LLM Distillation Demos

A set of demos illustrating the journey from a cloud LLM (GPT) to a locally fine-tuned student model. The task throughout is insurance damage extraction: given a narrative description of property damage, extract structured JSON with damage indicators and severity.

Overview

Demo	What it shows
Demo 1	Call a cloud LLM (OpenAI/Azure GPT) with a prompt + narrative; get structured JSON output
Demo 2	Generate synthetic training data, train a LoRA adapter on Apple Silicon (MLX), and evaluate
Demo 3	Run the same prompt as Demo 1 against the locally fine-tuned MLX model (no cloud)
Demo 4	Same task as Demo 2, but train on Azure Machine Learning with PyTorch, Hugging Face, and PEFT
Demo 5	Vision distillation: an Azure OpenAI vision teacher labels public Oxford-IIIT cat/dog images to produce chat-format training data for a Qwen2-VL student

Prerequisites

Python 3.10+
Demo 1: OpenAI API key (or Azure OpenAI)
Demo 2 & 3: Apple Silicon Mac (MLX runs on M1/M2/M3)
Demo 4: Azure subscription with an ML workspace and GPU compute

Setup

Clone and enter the demos directory
```
cd demos
```
Create .env from the example
```
cp .env.example .env
```
Edit .env and set at least OPENAI_API_KEY for Demo 1. For Demo 4, add Azure credentials.

Install dependencies

pip install -r requirements.txt

For Demo 2 & 3 (MLX), also install:

pip install "mlx-lm[train]"

Demo 1: Cloud LLM (GPT) Extraction

What it shows: A baseline extraction using a cloud LLM. You send a prompt template plus a narrative to OpenAI (or Azure OpenAI) and receive structured JSON.

Run:

python demo1/demo1.py

How it works:

Loads shared/demo1_prompt.txt (the extraction prompt and schema)
Injects shared/demo1_narrative.txt into the {narrative_text} placeholder
Sends the combined prompt to the configured model (OPENAI_MODEL, default gpt-4o-mini)
Prints the model’s JSON response

Environment: OPENAI_API_KEY required. For Azure: set OPENAI_BASE_URL, OPENAI_API_VERSION, and optionally OPENAI_MODEL.
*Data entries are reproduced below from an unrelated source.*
use std::path::PathBuf;
use std::process::{Command, Output};

fn bin_path() -> PathBuf {
    PathBuf::from(env!("CARGO_BIN_EXE_trigeff"))
}

fn repo_root() -> PathBuf {
    PathBuf::from(env!("CARGO_MANIFEST_DIR")).join("../..").canonicalize().unwrap()
}

fn fixture_path(name: &str) -> PathBuf {
    repo_root().join("tests/fixtures").join(name)
}

fn run(args: &[&str]) -> Output {
    Command::new(bin_path())
        .args(args)
        .output()
        .unwrap_or_else(|e| panic!("failed to run {:?} {:?}: {}", bin_path(), args, e))
}

#[test]
fn rates_contract() {
    let spec = fixture_path("met_scan.yaml");
    assert!(spec.exists(), "missing fixture: {}", spec.display());

    let out = run(&["rates", "--spec", spec.to_string_lossy().as_ref(), "--quantity", "met"]);
    assert!(
        out.status.success(),
        "rates should succeed, stderr={}",
        String::from_utf8_lossy(&out.stderr)
    );

    let v: serde_json::Value =
        serde_json::from_slice(&out.stdout).expect("stdout should be valid JSON");
    assert_eq!(v["schema_version"], "trigeff_rates_v0");
    assert_eq!(v["quantity"], "met");
    assert_eq!(v["reference"], "Default");

    let edges = v["bin_edges"].as_array().expect("bin_edges should be array");
    assert_eq!(edges.len(), 101);

    let series = v["series"].as_array().expect("series should be array");
    assert_eq!(series.len(), 2);
    assert_eq!(series[0]["label"], "Default");
    assert_eq!(series[0]["n_events"], 80);

    // Cumulative rates never increase with the threshold bin.
    for s in series {
        let rates: Vec<f64> =
            s["rates"].as_array().unwrap().iter().map(|x| x.as_f64().unwrap()).collect();
        assert_eq!(rates.len(), 100);
        for w in rates.windows(2) {
            assert!(w[0] >= w[1], "rates increased: {} -> {}", w[0], w[1]);
        }
    }

    // Target rates are the reference curve read off at its thresholds.
    let default_rates = series[0]["rates"].as_array().unwrap();
    let targets = v["target_rates"].as_array().unwrap();
    assert_eq!(default_rates[30], targets[0]);
    assert_eq!(default_rates[60], targets[1]);
}

#[test]
fn rates_rejects_unknown_quantity() {
    let spec = fixture_path("met_scan.yaml");
    let out = run(&["rates", "--spec", spec.to_string_lossy().as_ref(), "--quantity", "jet"]);
    assert!(!out.status.success());
    let stderr = String::from_utf8_lossy(&out.stderr);
    assert!(stderr.contains("jet"), "stderr should name the quantity: {}", stderr);
}
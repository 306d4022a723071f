//! Write-once/read-back table cache.
//!
//! Extracted tables are cached per (configuration label, sample kind) under
//! `<root>/<label>/<sample>.json` so repeated scans skip extraction. The
//! cache is an explicit `load`/`store` interface decoupled from the numeric
//! core; entries are immutable once written (callers bypass `load` to force
//! re-extraction rather than mutating entries in place).

use std::path::{Path, PathBuf};

use te_core::{Result, SampleKind};

use crate::loader::{load_table_file, write_table_file};
use crate::table::EventTable;

/// Filesystem-backed table cache.
#[derive(Debug, Clone)]
pub struct TableCache {
    root: PathBuf,
}

impl TableCache {
    /// Create a cache rooted at `root` (created lazily on first store).
    pub fn new(root: impl Into<PathBuf>) -> Self {
        Self { root: root.into() }
    }

    /// Cache root directory.
    pub fn root(&self) -> &Path {
        &self.root
    }

    /// On-disk location for one entry.
    pub fn entry_path(&self, label: &str, sample: SampleKind) -> PathBuf {
        self.root.join(label).join(format!("{}.json", sample.as_str()))
    }

    /// Load a cached table; `Ok(None)` on miss.
    ///
    /// A present-but-malformed entry is an error, not a miss: silently
    /// re-extracting would hide cache corruption.
    pub fn load(&self, label: &str, sample: SampleKind) -> Result<Option<EventTable>> {
        let path = self.entry_path(label, sample);
        if !path.exists() {
            return Ok(None);
        }
        load_table_file(&path).map(Some)
    }

    /// Store a table, overwriting any previous entry.
    pub fn store(&self, label: &str, sample: SampleKind, table: &EventTable) -> Result<()> {
        let path = self.entry_path(label, sample);
        if let Some(parent) = path.parent() {
            std::fs::create_dir_all(parent)?;
        }
        write_table_file(&path, table)
    }
}
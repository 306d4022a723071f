//! Trigger-minus-offline resolution artifacts.

use serde::{Deserialize, Serialize};

use te_analysis::resolution_histogram;
use te_core::{Binning, Result};

use crate::meta::ArtifactMeta;

/// Schema tag for [`ResolutionArtifact`].
pub const RESOLUTION_SCHEMA: &str = "trigeff_resolution_v0";

/// One configuration's residual histogram.
#[derive(Debug, Clone, Serialize, Deserialize)]
pub struct ResolutionSeries {
    /// Configuration label.
    pub label: String,
    /// Residual counts, aligned with the artifact's bin edges.
    pub y: Vec<f64>,
    /// Events entering the histogram (in-range residuals).
    pub entries: f64,
}

/// Plot-friendly artifact for `trigger - offline` residual distributions.
#[derive(Debug, Clone, Serialize, Deserialize)]
pub struct ResolutionArtifact {
    /// Schema tag ([`RESOLUTION_SCHEMA`]).
    pub schema_version: String,
    /// Tool + provenance metadata.
    pub meta: ArtifactMeta,
    /// Quantity name.
    pub quantity: String,
    /// Offline reference column the residual is taken against.
    pub offline_column: String,
    /// Shared bin edges (length = bins + 1).
    pub bin_edges: Vec<f64>,
    /// One series per configuration.
    pub series: Vec<ResolutionSeries>,
}

impl ResolutionArtifact {
    /// Histogram residuals for named (trigger, offline) column pairs over a
    /// shared symmetric binning.
    pub fn from_columns(
        quantity: &str,
        offline_column: &str,
        binning: Binning,
        columns: &[(String, &[f64], &[f64])],
        meta: ArtifactMeta,
    ) -> Result<Self> {
        let mut series = Vec::with_capacity(columns.len());
        for (label, trigger, offline) in columns {
            let y = resolution_histogram(trigger, offline, binning)?;
            let entries = y.iter().sum();
            series.push(ResolutionSeries { label: label.clone(), y, entries });
        }

        Ok(Self {
            schema_version: RESOLUTION_SCHEMA.to_string(),
            meta,
            quantity: quantity.to_string(),
            offline_column: offline_column.to_string(),
            bin_edges: binning.edges(),
            series,
        })
    }
}
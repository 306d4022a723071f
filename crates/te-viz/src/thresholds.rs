//! Solved fixed-rate threshold sets.

use serde::{Deserialize, Serialize};

use te_analysis::RateScan;

use crate::meta::ArtifactMeta;

/// Schema tag for [`ThresholdsArtifact`].
pub const THRESHOLDS_SCHEMA: &str = "trigeff_thresholds_v0";

/// One configuration's matched threshold set.
#[derive(Debug, Clone, Serialize, Deserialize)]
pub struct ThresholdSet {
    /// Configuration label.
    pub label: String,
    /// Thresholds in physical units, aligned with the quantity's target
    /// rates.
    pub thresholds: Vec<f64>,
}

/// Threshold sets for one quantity.
#[derive(Debug, Clone, Serialize, Deserialize)]
pub struct QuantityThresholds {
    /// Quantity name.
    pub quantity: String,
    /// Target rates (Hz) derived from the reference configuration.
    pub target_rates: Vec<f64>,
    /// Per-configuration sets, spec order.
    pub sets: Vec<ThresholdSet>,
}

/// Artifact collecting every solved threshold set.
#[derive(Debug, Clone, Serialize, Deserialize)]
pub struct ThresholdsArtifact {
    /// Schema tag ([`THRESHOLDS_SCHEMA`]).
    pub schema_version: String,
    /// Tool + provenance metadata.
    pub meta: ArtifactMeta,
    /// Reference configuration label.
    pub reference: String,
    /// Per-quantity threshold sets, spec order.
    pub quantities: Vec<QuantityThresholds>,
}

impl ThresholdsArtifact {
    /// Build the artifact from a rate-stage result.
    pub fn from_rates(scan: &RateScan, meta: ArtifactMeta) -> Self {
        let quantities = scan
            .quantities
            .iter()
            .map(|q| QuantityThresholds {
                quantity: q.quantity.clone(),
                target_rates: q.target_rates.clone(),
                sets: q
                    .configurations
                    .iter()
                    .map(|c| ThresholdSet {
                        label: c.label.clone(),
                        thresholds: c.thresholds.clone(),
                    })
                    .collect(),
            })
            .collect();

        Self {
            schema_version: THRESHOLDS_SCHEMA.to_string(),
            meta,
            reference: scan.reference.clone(),
            quantities,
        }
    }
}
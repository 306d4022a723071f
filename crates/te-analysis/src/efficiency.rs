//! Efficiency curve construction.

use te_core::{Binning, EfficiencyCurve, Error, Result};

/// Compute the efficiency of a thresholded trigger decision as a function of
/// the binned offline reference quantity.
///
/// `trigger` and `reference` are paired per event. Events are partitioned by
/// `reference` into `binning`'s equal-width bins; per bin the numerator
/// counts events with `trigger > threshold` (strict) and the denominator all
/// events in the bin. Uncertainty is the binomial standard error
/// `sqrt(eff * (1 - eff) / total)`.
///
/// Empty bins yield NaN efficiency and uncertainty — a documented sentinel,
/// never an error. NaN reference values fall outside every bin; a NaN
/// trigger value never passes the strict comparison. Inputs are not mutated.
pub fn efficiency_curve(
    trigger: &[f64],
    reference: &[f64],
    threshold: f64,
    binning: Binning,
) -> Result<EfficiencyCurve> {
    binning.validate()?;
    if trigger.len() != reference.len() {
        return Err(Error::InvalidArgument(format!(
            "paired arrays differ in length: trigger has {}, reference has {}",
            trigger.len(),
            reference.len()
        )));
    }

    let mut passed = vec![0_u64; binning.n_bins];
    let mut total = vec![0_u64; binning.n_bins];
    for (&t, &r) in trigger.iter().zip(reference.iter()) {
        if let Some(bin) = binning.bin_index(r) {
            total[bin] += 1;
            if t > threshold {
                passed[bin] += 1;
            }
        }
    }

    let mut efficiency = Vec::with_capacity(binning.n_bins);
    let mut uncertainty = Vec::with_capacity(binning.n_bins);
    for bin in 0..binning.n_bins {
        if total[bin] == 0 {
            efficiency.push(f64::NAN);
            uncertainty.push(f64::NAN);
        } else {
            let n = total[bin] as f64;
            let eff = passed[bin] as f64 / n;
            efficiency.push(eff);
            uncertainty.push((eff * (1.0 - eff) / n).sqrt());
        }
    }

    Ok(EfficiencyCurve {
        binning,
        threshold,
        bin_centers: binning.centers(),
        efficiency,
        uncertainty,
        passed,
        total,
    })
}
Demo 2: Training Data + MLX LoRA Fine-Tuning

What it shows: The full pipeline for creating a locally fine-tuned model on Apple Silicon:

Generate synthetic training data (narratives + correct JSON)
Split into train/valid/test
Train LoRA adapters on Qwen2.5-7B (4-bit quantized) via MLX
Evaluate on the test set

Pipeline:

cd demo2

# 1. Generate 1000 synthetic prompt/completion pairs
python generate_training_data.py

# 2. Validate the data (optional)
python validate_training_data.py

# 3. Split into train (800) / valid (100) / test (100)
python split_training_data.py

# 4. Train LoRA adapters + evaluate
python train_and_eval_student.py

Quick demo (~2 min): Use train_and_eval_student_quick.py for a shorter run. It uses a separate adapter directory (adapters_qwen25_7b_damage_demo) so it does not overwrite the full adapters.

Output: LoRA adapters saved to adapters_qwen25_7b_damage/ (or adapters_qwen25_7b_damage_demo/ for the quick demo).

Demo 3: Local MLX Inference

What it shows: The same extraction task as Demo 1, but using the locally fine-tuned MLX model instead of a cloud API. No network calls after the model is loaded.

Run:

python demo3/run.py

Prerequisites: Run Demo 2 first to produce demo2/adapters_qwen25_7b_damage/. Demo 3 loads Qwen2.5-7B with these adapters and runs inference on shared/demo1_narrative.txt.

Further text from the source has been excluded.